I'd really suggest using cfgmaker templates to generate the various Targets.  
This way you will get all-numerical OIDs (so no problems with unrecognised 
short symbolic names) and also the host cfgmaker template in the website probes 
for th existance of the various OIDs before creating the Target definition, so 
you wont get one that doesnt exist.

The cfgmaker documentation tells you the details, but basically you just use
    cfgmaker --host-template=template.htp 
commun...@hostname<mailto:commun...@hostname>
if your monitored host is 'hostname' with snmp community 'community' and the 
host template is called 'template.htp'.  An interface template is similar, 
except that it is run once PER DETECTED INTERFACE rather than just once.

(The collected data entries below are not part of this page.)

//! oexplorer: Object Explorer session and node-expansion coordinator
//!
//! Hierarchical metadata trees (servers, databases, tables, ...) are supplied
//! by pluggable providers. The coordinator fans each expand request out to
//! every provider contributing to a node, merges their asynchronous responses
//! in a fixed order, and keeps at most one fan-out in flight per session and
//! node path.

pub mod cli;
pub mod config;
pub mod connection;
pub mod error;
pub mod expansion;
pub mod explorer;
pub mod logging;
pub mod provider;
pub mod session;
pub mod tree;
pub mod types;
pub mod view;

pub use error::ExplorerError;
pub use explorer::{ObjectExplorer, ResponseSink};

Note that there are some problems with using SNMP -
1. You need to make sure it is enabled
2. You need to make sure the apporpriate sections are enabled - eg with Linux 
you need to have the appropriate lines in the /etc/snmp/snmpd.conf to enable 
disk space checks, load average checks, and so on
3. Different OSs support different parts of the OID tree.  For example, Windows 
and Linux give different places for data, and so do Solaris, Cisco and so on.  
Plus different vendors have vendor-specific extensions which may or may not be 
useful.
4. You need to set up your permissions correctly to allow the monitoring server 
rights to view the OID tree correctly
5. With Windows in particular, the Storage mappings can be re-enumerated on the 
fly if you plug in or remove USB devices.  This can mess up storage graphs done 
via SNMP.  You may be better off with something the like mrtg-storage check 
plugin which uses SNMP but confirms the table has not been re-enumerated.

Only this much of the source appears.